Jennifer Hernandez, assistant teaching professor in the School of Education at Quinnipiac University. Photo by Autumn Driscoll of Quinnipiac University.

Jennifer Hernandez, assistant teaching professor in the School of Education at Quinnipiac University, will be the keynote speaker at “The School to Prison Pipeline” from 5:30-7:30 p.m. on Tuesday, Feb. 7, at the Center for Medicine, Nursing and Health Sciences, Room 101, at Quinnipiac University, 370 Bassett Road. This event is free and open to the public.

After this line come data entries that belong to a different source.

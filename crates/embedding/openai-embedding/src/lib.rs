//! # OpenAI Embedding Service
//!
//! [`EmbeddingService`] backed by the OpenAI embeddings API, or any OpenAI-compatible endpoint
//! when a base URL is configured.
//!
//! ## Example
//!
//! ```rust,no_run
//! use embedding::{EmbeddingService, EnvEmbeddingConfig};
//! use openai_embedding::OpenAIEmbedding;
//!
//! async fn example() -> Result<(), anyhow::Error> {
//!     let config = EnvEmbeddingConfig::from_env()?;
//!     config.validate()?;
//!     let service = OpenAIEmbedding::from_config(&config);
//!     let vector = service.embed("Кто мы?").await?;
//!     println!("dimension: {}", vector.len());
//!     Ok(())
//! }
//! ```
//!
//! ## Timeouts
//!
//! A single `embed` call is bounded by 30 seconds and `embed_batch` by 60 seconds. These are the
//! only request timeouts in the bot.

use std::time::Duration;

use async_openai::{
    config::OpenAIConfig,
    types::{CreateEmbeddingRequestArgs, EmbeddingInput},
    Client,
};
use async_trait::async_trait;
use embedding::{EmbeddingConfig, EmbeddingService, DEFAULT_EMBEDDING_MODEL};
use tracing::{debug, info, instrument, warn};

const EMBED_TIMEOUT: Duration = Duration::from_secs(30);
const EMBED_BATCH_TIMEOUT: Duration = Duration::from_secs(60);

/// OpenAI embedding service. Holds the async-openai client and model name.
#[derive(Debug, Clone)]
pub struct OpenAIEmbedding {
    client: Client<OpenAIConfig>,
    model: String,
}

impl OpenAIEmbedding {
    /// Creates a service for `model`. When `base_url` is `Some` and non-empty, requests go to that
    /// OpenAI-compatible endpoint instead of the official API.
    pub fn new(api_key: impl Into<String>, model: impl Into<String>, base_url: Option<&str>) -> Self {
        let mut openai_config = OpenAIConfig::new().with_api_key(api_key.into());
        if let Some(url) = base_url.filter(|s| !s.is_empty()) {
            openai_config = openai_config.with_api_base(url);
        }
        Self {
            client: Client::with_config(openai_config),
            model: model.into(),
        }
    }

    /// Creates a service with the default model against the official API.
    pub fn with_api_key(api_key: impl Into<String>) -> Self {
        Self::new(api_key, DEFAULT_EMBEDDING_MODEL, None)
    }

    /// Creates a service from any [`EmbeddingConfig`] (key, base URL and model).
    pub fn from_config(config: &dyn EmbeddingConfig) -> Self {
        Self::new(config.api_key(), config.model(), config.base_url())
    }

    pub fn with_model(mut self, model: impl Into<String>) -> Self {
        self.model = model.into();
        self
    }

    pub fn model(&self) -> &str {
        &self.model
    }

    /// Sends one embeddings request bounded by `timeout` and returns the vectors in input order.
    async fn request(
        &self,
        input: EmbeddingInput,
        expected: usize,
        timeout: Duration,
    ) -> Result<Vec<Vec<f32>>, anyhow::Error> {
        let request = CreateEmbeddingRequestArgs::default()
            .model(self.model.clone())
            .input(input)
            .build()?;

        let embeddings = self.client.embeddings();
        let response = match tokio::time::timeout(timeout, embeddings.create(request)).await {
            Ok(Ok(r)) => r,
            Ok(Err(e)) => {
                warn!(error = %e, "embedding request failed");
                return Err(e.into());
            }
            Err(_) => {
                warn!(timeout_secs = timeout.as_secs(), "embedding request timed out");
                anyhow::bail!(
                    "embedding request timed out after {} seconds",
                    timeout.as_secs()
                );
            }
        };

        let mut data = response.data;
        data.sort_by_key(|item| item.index);
        let vectors: Vec<Vec<f32>> = data.into_iter().map(|item| item.embedding).collect();
        if vectors.len() != expected {
            warn!(expected, got = vectors.len(), "embedding response count mismatch");
            anyhow::bail!("Expected {} embeddings, got {}", expected, vectors.len());
        }
        Ok(vectors)
    }
}

#[async_trait]
impl EmbeddingService for OpenAIEmbedding {
    #[instrument(skip(self, text), fields(model = %self.model, text_len = text.len()))]
    async fn embed(&self, text: &str) -> Result<Vec<f32>, anyhow::Error> {
        debug!("embed request");
        let mut vectors = self
            .request(EmbeddingInput::String(text.to_string()), 1, EMBED_TIMEOUT)
            .await?;
        let vector = vectors
            .pop()
            .ok_or_else(|| anyhow::anyhow!("No embedding in response"))?;
        debug!(dimension = vector.len(), "embed done");
        Ok(vector)
    }

    #[instrument(skip(self, texts), fields(model = %self.model, batch_size = texts.len()))]
    async fn embed_batch(&self, texts: &[String]) -> Result<Vec<Vec<f32>>, anyhow::Error> {
        if texts.is_empty() {
            return Ok(vec![]);
        }
        let vectors = self
            .request(
                EmbeddingInput::StringArray(texts.to_vec()),
                texts.len(),
                EMBED_BATCH_TIMEOUT,
            )
            .await?;
        info!(
            count = vectors.len(),
            dimension = vectors.first().map(|v| v.len()).unwrap_or(0),
            "embed_batch done"
        );
        Ok(vectors)
    }
}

Hernandez will address disproportionality and how school discipline policies facilitate the school-to-prison pipeline for students of color. She also will discuss how current and future educators can work as allies and advocates to disrupt the pipeline. In a 2013 report issued by Connecticut Voices for Children, there were 2,391 school-based arrests in Connecticut during the 2011-12 school year. Nationwide, 64,000 students were arrested in school in 2012.

Hernandez, who was a special education teacher for 15 years, primarily taught students with emotional disturbance or mental illness as well as incarcerated youth in secondary-alternative settings. In the last three years of her tenure in special education, Hernandez was a special education administrator in the Ferguson-Florissant School District in Ferguson, Missouri. She was a witness and student advocate in the aftermath of the murder of Michael Brown, an 18-year-old black man who was fatally shot by a white Ferguson police officer. She worked as an ally as the community responded with activism and the creation of Black Lives Matter.

In 2013, Hernandez completed her Ph.D. in educational leadership and policy studies with a minor in social justice at the University of Missouri-St. Louis. The crux of her doctoral research included the critical analysis of racialized policies that facilitate the school-to-prison pipeline.